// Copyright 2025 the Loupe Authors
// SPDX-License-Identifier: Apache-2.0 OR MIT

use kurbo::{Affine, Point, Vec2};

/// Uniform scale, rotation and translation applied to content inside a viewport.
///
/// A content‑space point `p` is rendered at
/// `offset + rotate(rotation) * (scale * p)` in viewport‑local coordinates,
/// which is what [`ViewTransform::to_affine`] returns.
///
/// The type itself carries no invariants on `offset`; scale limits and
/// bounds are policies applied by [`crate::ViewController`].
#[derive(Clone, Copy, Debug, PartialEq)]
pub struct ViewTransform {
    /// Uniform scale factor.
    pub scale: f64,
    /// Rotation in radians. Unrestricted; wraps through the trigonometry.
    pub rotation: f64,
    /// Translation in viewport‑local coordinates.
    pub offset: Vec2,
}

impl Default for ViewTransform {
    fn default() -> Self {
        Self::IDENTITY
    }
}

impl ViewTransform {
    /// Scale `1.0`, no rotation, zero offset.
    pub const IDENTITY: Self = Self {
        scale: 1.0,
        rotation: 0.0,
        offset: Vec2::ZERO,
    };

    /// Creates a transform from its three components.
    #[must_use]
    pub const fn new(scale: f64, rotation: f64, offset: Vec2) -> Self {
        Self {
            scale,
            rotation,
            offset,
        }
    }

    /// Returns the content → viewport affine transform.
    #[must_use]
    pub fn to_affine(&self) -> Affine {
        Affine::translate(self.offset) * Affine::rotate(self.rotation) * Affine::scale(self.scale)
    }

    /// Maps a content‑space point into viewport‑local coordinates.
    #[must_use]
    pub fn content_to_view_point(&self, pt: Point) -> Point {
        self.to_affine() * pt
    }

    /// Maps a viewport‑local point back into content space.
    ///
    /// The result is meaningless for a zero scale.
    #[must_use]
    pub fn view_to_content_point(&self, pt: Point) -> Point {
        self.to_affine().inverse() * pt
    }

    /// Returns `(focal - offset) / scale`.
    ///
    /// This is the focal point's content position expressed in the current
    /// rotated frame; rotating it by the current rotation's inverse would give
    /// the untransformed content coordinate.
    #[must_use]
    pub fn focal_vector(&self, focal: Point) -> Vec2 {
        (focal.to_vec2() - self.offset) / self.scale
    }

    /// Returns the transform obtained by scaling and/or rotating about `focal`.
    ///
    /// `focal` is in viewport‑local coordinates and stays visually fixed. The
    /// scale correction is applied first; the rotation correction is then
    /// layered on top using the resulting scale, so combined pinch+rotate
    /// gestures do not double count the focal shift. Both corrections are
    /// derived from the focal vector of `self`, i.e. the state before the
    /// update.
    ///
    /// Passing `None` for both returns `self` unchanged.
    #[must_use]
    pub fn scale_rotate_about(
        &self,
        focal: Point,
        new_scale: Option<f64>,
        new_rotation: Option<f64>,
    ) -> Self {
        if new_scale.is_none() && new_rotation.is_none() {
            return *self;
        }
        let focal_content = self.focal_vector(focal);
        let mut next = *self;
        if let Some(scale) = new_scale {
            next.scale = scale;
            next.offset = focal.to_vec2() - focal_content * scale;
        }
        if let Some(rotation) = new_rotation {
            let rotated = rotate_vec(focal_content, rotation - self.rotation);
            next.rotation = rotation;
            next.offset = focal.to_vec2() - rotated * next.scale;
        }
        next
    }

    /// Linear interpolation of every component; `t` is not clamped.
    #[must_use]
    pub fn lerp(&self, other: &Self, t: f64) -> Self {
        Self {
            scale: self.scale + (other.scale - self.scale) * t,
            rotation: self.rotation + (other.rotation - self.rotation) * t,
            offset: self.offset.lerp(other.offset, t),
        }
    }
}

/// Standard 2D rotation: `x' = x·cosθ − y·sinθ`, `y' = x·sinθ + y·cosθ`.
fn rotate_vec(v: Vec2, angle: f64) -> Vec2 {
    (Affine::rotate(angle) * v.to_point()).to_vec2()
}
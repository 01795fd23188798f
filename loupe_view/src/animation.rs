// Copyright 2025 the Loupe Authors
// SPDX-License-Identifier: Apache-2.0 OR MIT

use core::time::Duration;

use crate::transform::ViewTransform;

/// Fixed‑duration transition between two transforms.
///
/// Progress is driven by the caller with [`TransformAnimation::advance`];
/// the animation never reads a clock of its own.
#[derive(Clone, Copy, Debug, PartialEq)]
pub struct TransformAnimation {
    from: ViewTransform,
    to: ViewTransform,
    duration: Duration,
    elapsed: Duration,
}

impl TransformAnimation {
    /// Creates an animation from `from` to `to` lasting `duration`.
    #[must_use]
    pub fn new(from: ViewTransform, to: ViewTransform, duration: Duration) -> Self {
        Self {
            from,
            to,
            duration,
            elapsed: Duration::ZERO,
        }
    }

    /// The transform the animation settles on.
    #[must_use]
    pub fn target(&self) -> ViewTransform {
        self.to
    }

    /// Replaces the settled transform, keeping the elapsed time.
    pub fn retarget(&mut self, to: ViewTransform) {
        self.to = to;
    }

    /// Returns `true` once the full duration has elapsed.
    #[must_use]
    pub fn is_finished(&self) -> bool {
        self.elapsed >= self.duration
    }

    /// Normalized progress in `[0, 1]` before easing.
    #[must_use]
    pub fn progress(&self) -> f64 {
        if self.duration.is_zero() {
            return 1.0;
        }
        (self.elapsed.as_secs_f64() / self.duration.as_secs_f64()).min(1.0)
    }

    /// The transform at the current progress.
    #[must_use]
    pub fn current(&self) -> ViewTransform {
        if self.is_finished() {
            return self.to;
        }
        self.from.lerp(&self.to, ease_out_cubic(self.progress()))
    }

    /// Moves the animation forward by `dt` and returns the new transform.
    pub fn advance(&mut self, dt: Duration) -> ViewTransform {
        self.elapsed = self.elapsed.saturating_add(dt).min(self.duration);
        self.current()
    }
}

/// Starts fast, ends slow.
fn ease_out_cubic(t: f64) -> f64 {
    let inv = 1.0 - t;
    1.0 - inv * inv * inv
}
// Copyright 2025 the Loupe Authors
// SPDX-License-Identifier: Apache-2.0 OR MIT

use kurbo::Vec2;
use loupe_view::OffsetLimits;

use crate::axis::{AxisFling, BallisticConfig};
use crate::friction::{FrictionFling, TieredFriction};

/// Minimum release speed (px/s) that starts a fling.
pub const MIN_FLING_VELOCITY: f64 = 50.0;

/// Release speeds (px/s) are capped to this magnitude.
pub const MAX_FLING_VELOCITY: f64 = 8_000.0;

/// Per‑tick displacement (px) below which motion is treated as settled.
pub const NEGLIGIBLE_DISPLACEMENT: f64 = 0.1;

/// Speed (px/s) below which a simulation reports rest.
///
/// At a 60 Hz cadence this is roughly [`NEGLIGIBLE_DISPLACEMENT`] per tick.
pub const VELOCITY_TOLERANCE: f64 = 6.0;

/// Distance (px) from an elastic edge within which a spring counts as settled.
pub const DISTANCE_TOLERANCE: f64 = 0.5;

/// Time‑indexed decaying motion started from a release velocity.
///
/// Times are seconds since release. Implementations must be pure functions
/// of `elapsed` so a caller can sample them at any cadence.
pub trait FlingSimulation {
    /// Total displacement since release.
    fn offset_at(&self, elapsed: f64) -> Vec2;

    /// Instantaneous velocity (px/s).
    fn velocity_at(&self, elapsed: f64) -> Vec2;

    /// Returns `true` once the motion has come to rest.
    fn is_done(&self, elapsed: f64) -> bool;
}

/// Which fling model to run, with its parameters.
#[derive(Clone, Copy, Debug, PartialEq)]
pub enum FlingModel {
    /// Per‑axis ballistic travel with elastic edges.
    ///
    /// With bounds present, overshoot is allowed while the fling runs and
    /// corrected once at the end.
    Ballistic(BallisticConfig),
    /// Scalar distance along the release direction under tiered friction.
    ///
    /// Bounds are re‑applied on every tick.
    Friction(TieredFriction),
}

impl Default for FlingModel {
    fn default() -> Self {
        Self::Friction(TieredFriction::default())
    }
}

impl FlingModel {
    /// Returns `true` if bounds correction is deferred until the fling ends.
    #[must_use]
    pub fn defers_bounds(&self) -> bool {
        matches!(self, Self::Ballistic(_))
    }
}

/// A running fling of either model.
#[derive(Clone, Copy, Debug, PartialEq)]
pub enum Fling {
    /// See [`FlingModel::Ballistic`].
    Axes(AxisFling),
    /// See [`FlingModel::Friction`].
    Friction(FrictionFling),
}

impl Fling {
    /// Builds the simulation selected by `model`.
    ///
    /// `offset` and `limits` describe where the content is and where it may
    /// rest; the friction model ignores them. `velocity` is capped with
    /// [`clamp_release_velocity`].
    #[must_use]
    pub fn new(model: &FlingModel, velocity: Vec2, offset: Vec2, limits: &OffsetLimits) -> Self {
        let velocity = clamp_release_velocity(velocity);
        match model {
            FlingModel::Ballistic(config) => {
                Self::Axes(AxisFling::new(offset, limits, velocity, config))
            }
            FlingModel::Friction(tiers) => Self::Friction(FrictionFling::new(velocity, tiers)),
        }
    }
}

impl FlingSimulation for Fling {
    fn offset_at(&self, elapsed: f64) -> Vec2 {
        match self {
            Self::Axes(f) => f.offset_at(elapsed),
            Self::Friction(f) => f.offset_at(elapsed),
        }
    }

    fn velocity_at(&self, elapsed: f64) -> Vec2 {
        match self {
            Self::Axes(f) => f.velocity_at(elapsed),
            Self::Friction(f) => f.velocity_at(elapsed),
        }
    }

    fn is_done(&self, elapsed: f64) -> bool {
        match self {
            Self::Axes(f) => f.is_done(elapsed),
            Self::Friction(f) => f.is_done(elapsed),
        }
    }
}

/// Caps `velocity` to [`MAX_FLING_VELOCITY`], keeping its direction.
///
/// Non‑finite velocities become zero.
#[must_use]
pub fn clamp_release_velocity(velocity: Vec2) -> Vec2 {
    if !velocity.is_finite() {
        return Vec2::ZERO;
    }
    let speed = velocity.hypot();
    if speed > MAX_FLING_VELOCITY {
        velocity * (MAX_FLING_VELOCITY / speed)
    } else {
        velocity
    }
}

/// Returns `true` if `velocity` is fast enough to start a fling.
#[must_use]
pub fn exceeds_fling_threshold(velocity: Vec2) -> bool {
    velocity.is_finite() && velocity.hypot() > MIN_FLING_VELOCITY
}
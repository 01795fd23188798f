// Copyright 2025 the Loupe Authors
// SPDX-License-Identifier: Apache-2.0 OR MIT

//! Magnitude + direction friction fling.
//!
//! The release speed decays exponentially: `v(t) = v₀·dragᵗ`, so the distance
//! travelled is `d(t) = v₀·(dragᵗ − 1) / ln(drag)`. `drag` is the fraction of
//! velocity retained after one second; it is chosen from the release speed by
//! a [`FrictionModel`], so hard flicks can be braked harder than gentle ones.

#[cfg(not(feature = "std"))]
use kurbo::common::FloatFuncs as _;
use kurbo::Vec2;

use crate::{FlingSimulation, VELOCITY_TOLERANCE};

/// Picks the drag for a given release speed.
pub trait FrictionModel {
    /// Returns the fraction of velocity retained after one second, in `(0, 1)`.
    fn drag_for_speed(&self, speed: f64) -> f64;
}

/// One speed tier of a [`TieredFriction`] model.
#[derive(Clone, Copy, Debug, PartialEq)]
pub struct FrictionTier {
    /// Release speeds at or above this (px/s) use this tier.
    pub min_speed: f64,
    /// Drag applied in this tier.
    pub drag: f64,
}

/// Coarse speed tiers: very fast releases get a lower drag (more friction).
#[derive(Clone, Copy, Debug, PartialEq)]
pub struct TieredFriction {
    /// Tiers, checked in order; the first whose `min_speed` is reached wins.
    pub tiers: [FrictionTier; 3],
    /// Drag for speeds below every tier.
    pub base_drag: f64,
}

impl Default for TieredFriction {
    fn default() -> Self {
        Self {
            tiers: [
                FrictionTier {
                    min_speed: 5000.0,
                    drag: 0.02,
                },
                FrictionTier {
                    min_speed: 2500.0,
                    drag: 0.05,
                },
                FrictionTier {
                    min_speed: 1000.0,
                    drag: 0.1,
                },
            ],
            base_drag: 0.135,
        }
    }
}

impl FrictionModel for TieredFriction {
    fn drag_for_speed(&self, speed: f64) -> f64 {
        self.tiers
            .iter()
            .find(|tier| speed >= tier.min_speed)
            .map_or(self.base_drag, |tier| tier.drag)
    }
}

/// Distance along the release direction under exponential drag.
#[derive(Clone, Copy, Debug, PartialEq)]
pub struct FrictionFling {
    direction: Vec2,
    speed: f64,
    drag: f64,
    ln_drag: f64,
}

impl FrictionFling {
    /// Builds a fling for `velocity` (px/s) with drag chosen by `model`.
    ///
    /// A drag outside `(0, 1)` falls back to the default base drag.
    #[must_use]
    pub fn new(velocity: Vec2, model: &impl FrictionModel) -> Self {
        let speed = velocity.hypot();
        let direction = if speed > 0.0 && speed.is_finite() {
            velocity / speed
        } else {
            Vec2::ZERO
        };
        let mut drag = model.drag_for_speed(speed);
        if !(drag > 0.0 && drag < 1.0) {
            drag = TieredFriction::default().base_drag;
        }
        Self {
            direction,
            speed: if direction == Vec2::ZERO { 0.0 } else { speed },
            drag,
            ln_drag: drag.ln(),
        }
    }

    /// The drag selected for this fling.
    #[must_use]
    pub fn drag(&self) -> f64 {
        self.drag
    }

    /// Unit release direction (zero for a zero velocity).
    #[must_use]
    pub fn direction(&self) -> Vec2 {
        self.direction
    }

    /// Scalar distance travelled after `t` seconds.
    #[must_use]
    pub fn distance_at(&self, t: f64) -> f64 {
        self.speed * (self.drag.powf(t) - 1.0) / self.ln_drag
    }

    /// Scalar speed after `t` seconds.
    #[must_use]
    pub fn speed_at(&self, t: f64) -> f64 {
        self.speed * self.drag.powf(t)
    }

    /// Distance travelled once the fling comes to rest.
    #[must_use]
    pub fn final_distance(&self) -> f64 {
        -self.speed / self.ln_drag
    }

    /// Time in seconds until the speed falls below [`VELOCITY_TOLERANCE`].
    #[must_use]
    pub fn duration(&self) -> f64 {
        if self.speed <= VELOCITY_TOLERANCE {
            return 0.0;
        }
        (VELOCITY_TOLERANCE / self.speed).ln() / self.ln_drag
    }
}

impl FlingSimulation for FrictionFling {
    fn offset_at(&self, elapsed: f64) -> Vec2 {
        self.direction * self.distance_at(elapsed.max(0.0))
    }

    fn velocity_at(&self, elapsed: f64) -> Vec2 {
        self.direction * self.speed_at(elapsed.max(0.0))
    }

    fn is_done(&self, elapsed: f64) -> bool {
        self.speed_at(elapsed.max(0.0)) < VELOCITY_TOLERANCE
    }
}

□ □ □ □

*WHAT THIS TASK INVOLVES:*
Bring together each line above where the string "AxisFling" turns up.

*YOUR SOLUTION:*
use crate::axis::{AxisFling, BallisticConfig};
    Axes(AxisFling),
                Self::Axes(AxisFling::new(offset, limits, velocity, config))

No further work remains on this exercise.